Luevano-Martinez LA, et al. (2012) A critical tyrosine residue determines the uncoupling protein-like activity of the yeast mitochondrial oxaloacetate carrier. Biochem J 443(1):317-25
Abstract: The mitochondrial Oac (oxaloacetate carrier) found in some fungi and plants catalyses the uptake of oxaloacetate, malonate and sulfate. Despite their sequence similarity, transport specificity varies considerably between Oacs. Indeed, whereas ScOac (Saccharomyces cerevisiae Oac) is a specific anion-proton symporter, the YlOac (Yarrowia lipolytica Oac) has the added ability to transport protons, behaving as a UCP (uncoupling protein). Significantly, we identified two amino acid changes at the matrix gate of YlOac and ScOac, tyrosine to phenylalanine and methionine to leucine. We studied the role of these amino acids by expressing both wild-type and specifically mutated Oacs in an Oac-null S. cerevisiae strain.
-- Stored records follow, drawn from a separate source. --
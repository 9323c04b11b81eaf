use llm::{extract_json, GenerationRequest, LlmClient};
use serde::Deserialize;
use std::sync::Arc;
use tracing::{info, warn};

use crate::config::StyleGuide;
use crate::error::GenerationError;
use crate::models::{lenient_bool, lenient_number, string_list, Chapter, QualityReport, StoryMemory};

const TEMPERATURE: f32 = 0.3;
const NEUTRAL_SCORE: f64 = 50.0;

const REPORT_FORMAT: &str = r#"Return ONLY valid JSON in this format:
{
  "overall_score": 85,
  "style_score": 90,
  "voice_consistency_score": 85,
  "pacing_score": 80,
  "has_cliffhanger": true,
  "has_foreshadowing": true,
  "has_callbacks": true,
  "strengths": ["Specific strength with example"],
  "suggestions": ["Specific suggestion"],
  "needs_revision": false
}"#;

#[derive(Debug, Default, Deserialize)]
#[serde(default)]
struct ReportResponse {
    #[serde(deserialize_with = "lenient_number")]
    overall_score: Option<f64>,
    #[serde(alias = "oda_style_score", deserialize_with = "lenient_number")]
    style_score: Option<f64>,
    #[serde(deserialize_with = "lenient_number")]
    voice_consistency_score: Option<f64>,
    #[serde(deserialize_with = "lenient_number")]
    pacing_score: Option<f64>,
    #[serde(deserialize_with = "lenient_bool")]
    has_cliffhanger: bool,
    #[serde(deserialize_with = "lenient_bool")]
    has_foreshadowing: bool,
    #[serde(deserialize_with = "lenient_bool")]
    has_callbacks: bool,
    #[serde(deserialize_with = "string_list")]
    strengths: Vec<String>,
    #[serde(deserialize_with = "string_list")]
    suggestions: Vec<String>,
    #[serde(deserialize_with = "lenient_bool")]
    needs_revision: bool,
}

/// Model-based assessment of a chapter's craft.
pub struct QualityChecker {
    client: Arc<dyn LlmClient>,
    style: StyleGuide,
    threshold: u8,
}

impl QualityChecker {
    pub fn new(client: Arc<dyn LlmClient>, style: StyleGuide) -> Self {
        Self {
            client,
            style,
            threshold: 70,
        }
    }

    /// Overall score below which a chapter always needs revision.
    pub fn with_threshold(mut self, threshold: u8) -> Self {
        self.threshold = threshold;
        self
    }

    /// Assess a chapter.
    ///
    /// An unreadable assessment yields [`QualityReport::fallback`]; only
    /// transport failures are errors.
    pub async fn check_chapter(
        &self,
        chapter: &Chapter,
        memory: &StoryMemory,
    ) -> Result<QualityReport, GenerationError> {
        info!(chapter = chapter.chapter_number, "Assessing chapter quality");

        let response = self
            .client
            .generate(
                GenerationRequest::new(self.assessment_prompt(chapter, memory))
                    .with_system(self.system_prompt())
                    .with_temperature(TEMPERATURE),
            )
            .await?;

        let report = parse_report(&response, self.threshold);
        info!(
            overall = report.overall_score,
            style = report.style_score,
            voice = report.voice_consistency_score,
            pacing = report.pacing_score,
            needs_revision = report.needs_revision,
            "Quality assessment"
        );
        Ok(report)
    }

    fn system_prompt(&self) -> String {
        format!(
            "You are a story quality assessor for a {} serial.\n\n\
             Evaluate chapters objectively against the house style:\n\
             - Tone: {}\n\
             - Character-driven storytelling\n\
             - Mystery layering and foreshadowing\n\
             - Compelling cliffhangers\n\
             - World-building through action\n\n\
             Core themes: {}\n\n\
             Give constructive feedback with specific examples.\n\
             Return the assessment in JSON format.",
            self.style.name,
            self.style.tone,
            self.style.themes_line()
        )
    }

    fn assessment_prompt(&self, chapter: &Chapter, memory: &StoryMemory) -> String {
        let mut prompt = format!(
            "Assess the quality of this chapter against the house style.\n\n\
             CHAPTER INFO:\n\
             Title: {}\n\
             Number: {} (of {} written so far)\n\
             Story: {}\n\n",
            chapter.title,
            chapter.chapter_number,
            memory.chapters.len(),
            memory.story_title
        );

        let recent = memory.recent_chapters(2);
        if !recent.is_empty() {
            prompt.push_str("RECENT CHAPTERS:\n");
            for ch in recent {
                prompt.push_str(&format!(
                    "- Ch {}: {} (cliffhanger: {})\n",
                    ch.chapter_number, ch.title, ch.cliffhanger_type
                ));
            }
            prompt.push('\n');
        }

        prompt.push_str(&format!(
            "CHAPTER TEXT:\n{}\n\n---\n\n\
             Score each criterion from 0 to 100:\n\
             1. Style: does it match the house tone and themes?\n\
             2. Voice consistency: do characters sound like themselves?\n\
             3. Pacing and structure: do scenes flow and build?\n\
             Then answer yes/no: cliffhanger present, foreshadowing present, callbacks to past events.\n\
             List 2-3 strengths and 2-3 suggestions. Needs revision if overall < {}.\n\n\
             {REPORT_FORMAT}",
            chapter.content, self.threshold
        ));
        prompt
    }
}

fn score(value: Option<f64>) -> u8 {
    value.unwrap_or(NEUTRAL_SCORE).clamp(0.0, 100.0).round() as u8
}

/// Parse a model assessment; reports below `threshold` always need revision.
pub(crate) fn parse_report(response: &str, threshold: u8) -> QualityReport {
    let parsed: ReportResponse = match serde_json::from_str(extract_json(response)) {
        Ok(parsed) => parsed,
        Err(e) => {
            warn!(error = %e, "Could not parse quality assessment, flagging for review");
            return QualityReport::fallback();
        }
    };

    let overall_score = score(parsed.overall_score);
    QualityReport {
        overall_score,
        style_score: score(parsed.style_score),
        voice_consistency_score: score(parsed.voice_consistency_score),
        pacing_score: score(parsed.pacing_score),
        has_cliffhanger: parsed.has_cliffhanger,
        has_foreshadowing: parsed.has_foreshadowing,
        has_callbacks: parsed.has_callbacks,
        strengths: parsed.strengths,
        suggestions: parsed.suggestions,
        needs_revision: parsed.needs_revision || overall_score < threshold,
    }
}
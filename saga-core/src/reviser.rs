//! Targeted chapter revision from continuity and quality feedback.

use llm::{GenerationRequest, LlmClient};
use std::sync::Arc;
use tracing::{info, warn};

use crate::config::StyleGuide;
use crate::error::GenerationError;
use crate::models::{Chapter, ContinuityViolation, QualityReport, RevisionResult};

const TEMPERATURE: f32 = 0.75;

/// Revises chapters while keeping their story intact.
pub struct ChapterReviser {
    client: Arc<dyn LlmClient>,
    style: StyleGuide,
}

impl ChapterReviser {
    pub fn new(client: Arc<dyn LlmClient>, style: StyleGuide) -> Self {
        Self { client, style }
    }

    /// Revise `chapter` to address blocking violations and quality suggestions.
    ///
    /// `attempt` starts at 1. An empty response keeps the original text.
    pub async fn revise_chapter(
        &self,
        chapter: &Chapter,
        violations: &[ContinuityViolation],
        report: &QualityReport,
        attempt: u32,
    ) -> Result<RevisionResult, GenerationError> {
        info!(chapter = chapter.chapter_number, attempt, "Revising chapter");

        let blocking: Vec<&ContinuityViolation> =
            violations.iter().filter(|v| v.severity.needs_fix()).collect();

        let response = self
            .client
            .generate(
                GenerationRequest::new(self.revision_prompt(chapter, &blocking, report))
                    .with_system(self.system_prompt())
                    .with_temperature(TEMPERATURE),
            )
            .await?;

        let revised_text = match response.trim() {
            "" => {
                warn!("Revision came back empty, keeping the original text");
                chapter.content.clone()
            }
            text => text.to_string(),
        };

        let result = RevisionResult {
            revised_text,
            revision_notes: revision_notes(&blocking, report, attempt),
            violations_fixed: blocking.iter().map(|v| v.description.clone()).collect(),
            quality_improved: None,
        };
        info!(
            violations = result.violations_fixed.len(),
            suggestions = report.suggestions.len().min(3),
            "Revision complete"
        );
        Ok(result)
    }

    fn system_prompt(&self) -> String {
        format!(
            "You are a skilled chapter editor for a {} serial.\n\n\
             Revise chapters while:\n\
             - Fixing continuity errors and inconsistencies\n\
             - Improving quality based on specific feedback\n\
             - PRESERVING the core story, characters, and plot progression\n\
             - KEEPING successful elements intact\n\n\
             Tone: {}\n\
             Core themes: {}\n\n\
             Make targeted improvements, not wholesale rewrites.\n\
             Return the complete revised chapter text.",
            self.style.name,
            self.style.tone,
            self.style.themes_line()
        )
    }

    fn revision_prompt(
        &self,
        chapter: &Chapter,
        blocking: &[&ContinuityViolation],
        report: &QualityReport,
    ) -> String {
        let mut prompt = format!(
            "Revise this chapter based on specific feedback.\n\n\
             CHAPTER INFO:\nTitle: {}\nNumber: {}\n\n\
             ORIGINAL TEXT:\n{}\n\n---\n\nREVISION REQUIREMENTS:\n\n",
            chapter.title, chapter.chapter_number, chapter.content
        );

        if !blocking.is_empty() {
            prompt.push_str("CONTINUITY ISSUES TO FIX:\n");
            for (i, v) in blocking.iter().enumerate() {
                prompt.push_str(&format!("{}. {}\n   Fix: {}\n\n", i + 1, v.description, v.suggested_fix));
            }
        }

        if !report.suggestions.is_empty() {
            prompt.push_str("QUALITY IMPROVEMENTS:\n");
            for (i, s) in report.suggestions.iter().take(3).enumerate() {
                prompt.push_str(&format!("{}. {s}\n", i + 1));
            }
            prompt.push('\n');
        }

        if !report.strengths.is_empty() {
            prompt.push_str("PRESERVE THESE STRENGTHS:\n");
            for s in report.strengths.iter().take(2) {
                prompt.push_str(&format!("- {s}\n"));
            }
            prompt.push('\n');
        }

        let target = self.style.chapter.target_word_count;
        prompt.push_str(&format!(
            "GUIDELINES:\n\
             - Make TARGETED fixes, not a complete rewrite\n\
             - Keep the core plot, characters, and story progression\n\
             - Ensure natural dialogue and authentic character voices\n\
             - Preserve the cliffhanger ending\n\
             - Keep the chapter length similar ({}-{} words)\n\n\
             Return only the complete revised chapter text.",
            target * 4 / 5,
            target * 6 / 5
        ));
        prompt
    }
}

fn revision_notes(blocking: &[&ContinuityViolation], report: &QualityReport, attempt: u32) -> String {
    let mut notes = format!("Revision attempt {attempt}\n\n");
    if !blocking.is_empty() {
        notes.push_str(&format!("Continuity fixes ({}):\n", blocking.len()));
        for v in blocking {
            notes.push_str(&format!(
                "  - [{}] {}\n",
                v.severity.name().to_uppercase(),
                v.description
            ));
        }
        notes.push('\n');
    }
    if !report.suggestions.is_empty() {
        notes.push_str("Quality improvements:\n");
        for s in report.suggestions.iter().take(3) {
            notes.push_str(&format!("  - {s}\n"));
        }
        notes.push('\n');
    }
    notes.push_str(&format!("Original quality score: {}/100\n", report.overall_score));
    notes
}
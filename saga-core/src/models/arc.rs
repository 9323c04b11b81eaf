//! Story arcs spanning multiple chapters.

use serde::{Deserialize, Serialize};
use std::collections::BTreeMap;
use std::fmt;

#[derive(Debug, Clone, Copy, PartialEq, Eq, Default, Serialize, Deserialize)]
#[serde(rename_all = "lowercase")]
pub enum ArcStatus {
    #[default]
    Planned,
    Active,
    Completed,
}

/// Narrative phase within an arc, in order.
#[derive(Debug, Clone, Copy, PartialEq, Eq, PartialOrd, Ord, Default, Serialize, Deserialize)]
#[serde(rename_all = "lowercase")]
pub enum ArcPhase {
    #[default]
    Arrival,
    Discovery,
    Escalation,
    Climax,
    Resolution,
    Departure,
}

impl ArcPhase {
    pub const ALL: [ArcPhase; 6] = [
        ArcPhase::Arrival,
        ArcPhase::Discovery,
        ArcPhase::Escalation,
        ArcPhase::Climax,
        ArcPhase::Resolution,
        ArcPhase::Departure,
    ];

    pub fn name(&self) -> &'static str {
        match self {
            ArcPhase::Arrival => "arrival",
            ArcPhase::Discovery => "discovery",
            ArcPhase::Escalation => "escalation",
            ArcPhase::Climax => "climax",
            ArcPhase::Resolution => "resolution",
            ArcPhase::Departure => "departure",
        }
    }

    /// What this phase is for, used in planning prompts.
    pub fn description(&self) -> &'static str {
        match self {
            ArcPhase::Arrival => "Protagonists arrive, setup begins",
            ArcPhase::Discovery => "Conflict and stakes are revealed",
            ArcPhase::Escalation => "Tension builds, complications arise",
            ArcPhase::Climax => "Major confrontation or revelation",
            ArcPhase::Resolution => "Arc concludes, threads resolve",
            ArcPhase::Departure => "Setup for next arc",
        }
    }

    /// Phase for the next chapter after `completed` of `expected` chapters.
    pub fn for_progress(completed: u32, expected: u32) -> ArcPhase {
        let expected = expected.max(1) as usize;
        let index = (completed as usize * Self::ALL.len()) / expected;
        Self::ALL[index.min(Self::ALL.len() - 1)]
    }
}

impl fmt::Display for ArcPhase {
    fn fmt(&self, f: &mut fmt::Formatter<'_>) -> fmt::Result {
        f.write_str(self.name())
    }
}

/// A multi-chapter narrative segment.
#[derive(Debug, Clone, PartialEq, Serialize, Deserialize)]
pub struct Arc {
    /// `arc_NNN`
    pub arc_id: String,
    pub arc_number: u32,
    pub name: String,

    /// heist, rebellion, tournament, rescue, mystery, exploration, ...
    pub arc_type: String,
    #[serde(default)]
    pub status: ArcStatus,

    pub primary_location: String,
    #[serde(default)]
    pub environment_description: String,

    /// Character ids.
    #[serde(default)]
    pub main_characters: Vec<String>,
    #[serde(default)]
    pub antagonists: Vec<String>,
    #[serde(default)]
    pub allies: Vec<String>,
    #[serde(default)]
    pub new_characters: Vec<String>,

    #[serde(default)]
    pub summary: String,
    pub central_conflict: String,
    #[serde(default)]
    pub themes: Vec<String>,

    #[serde(default = "default_expected_chapters")]
    pub expected_chapters: u32,
    #[serde(default)]
    pub current_chapter: u32,
    #[serde(default)]
    pub current_phase: ArcPhase,

    /// Thread ids.
    #[serde(default)]
    pub threads_introduced: Vec<String>,
    #[serde(default)]
    pub threads_advanced: Vec<String>,
    #[serde(default)]
    pub threads_resolved: Vec<String>,

    #[serde(default)]
    pub factions_involved: Vec<String>,
    #[serde(default)]
    pub major_revelations: Vec<String>,
    /// Character id -> growth description.
    #[serde(default)]
    pub character_growth: BTreeMap<String, String>,
    #[serde(default)]
    pub world_changes: Vec<String>,

    #[serde(default)]
    pub notes: String,
}

fn default_expected_chapters() -> u32 {
    10
}

impl Arc {
    pub fn new(
        arc_id: impl Into<String>,
        arc_number: u32,
        name: impl Into<String>,
        arc_type: impl Into<String>,
        primary_location: impl Into<String>,
        central_conflict: impl Into<String>,
    ) -> Self {
        Self {
            arc_id: arc_id.into(),
            arc_number,
            name: name.into(),
            arc_type: arc_type.into(),
            status: ArcStatus::Planned,
            primary_location: primary_location.into(),
            environment_description: String::new(),
            main_characters: Vec::new(),
            antagonists: Vec::new(),
            allies: Vec::new(),
            new_characters: Vec::new(),
            summary: String::new(),
            central_conflict: central_conflict.into(),
            themes: Vec::new(),
            expected_chapters: default_expected_chapters(),
            current_chapter: 0,
            current_phase: ArcPhase::Arrival,
            threads_introduced: Vec::new(),
            threads_advanced: Vec::new(),
            threads_resolved: Vec::new(),
            factions_involved: Vec::new(),
            major_revelations: Vec::new(),
            character_growth: BTreeMap::new(),
            world_changes: Vec::new(),
            notes: String::new(),
        }
    }

    /// Count a finished chapter and move the phase forward if due.
    ///
    /// The phase never moves backwards, even if `expected_chapters` grows.
    pub fn record_chapter(&mut self) {
        self.current_chapter += 1;
        let due = ArcPhase::for_progress(self.current_chapter, self.expected_chapters);
        if due > self.current_phase {
            self.current_phase = due;
        }
    }

    pub fn is_active(&self) -> bool {
        self.status == ArcStatus::Active
    }
}

/// Push `id` unless already present.
pub(crate) fn push_unique(list: &mut Vec<String>, id: &str) {
    if !list.iter().any(|existing| existing == id) {
        list.push(id.to_string());
    }
}

#[cfg(test)]
mod tests {
    use super::*;

    #[test]
    fn test_phase_progression_over_five_chapters() {
        let mut arc = Arc::new("arc_001", 1, "Arrival", "exploration", "Port", "Find the map");
        arc.expected_chapters = 5;

        let mut phases = Vec::new();
        for _ in 0..5 {
            arc.record_chapter();
            phases.push(arc.current_phase);
        }
        assert_eq!(
            phases,
            vec![
                ArcPhase::Discovery,
                ArcPhase::Escalation,
                ArcPhase::Climax,
                ArcPhase::Resolution,
                ArcPhase::Departure,
            ]
        );
        assert_eq!(arc.current_chapter, 5);
    }

    #[test]
    fn test_phase_never_regresses() {
        let mut arc = Arc::new("arc_001", 1, "A", "mystery", "B", "C");
        arc.expected_chapters = 2;
        arc.record_chapter();
        assert_eq!(arc.current_phase, ArcPhase::Climax);
        arc.expected_chapters = 50;
        arc.record_chapter();
        assert_eq!(arc.current_phase, ArcPhase::Climax);
    }

    #[test]
    fn test_push_unique() {
        let mut ids = vec!["thread_001".to_string()];
        push_unique(&mut ids, "thread_001");
        push_unique(&mut ids, "thread_002");
        assert_eq!(ids.len(), 2);
    }
}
No phenotype could be associated with the methionine to leucine substitution, whereas UCP-like activity was dependent on the presence of the tyrosine residue normally expressed in the YlOac, i.e. Tyr-ScOac mediated proton transport, whereas Phe-YlOac lost its protonophoric activity. These findings indicate that the UCP-like activity of YlOac is determined by the tyrosine residue at position 146.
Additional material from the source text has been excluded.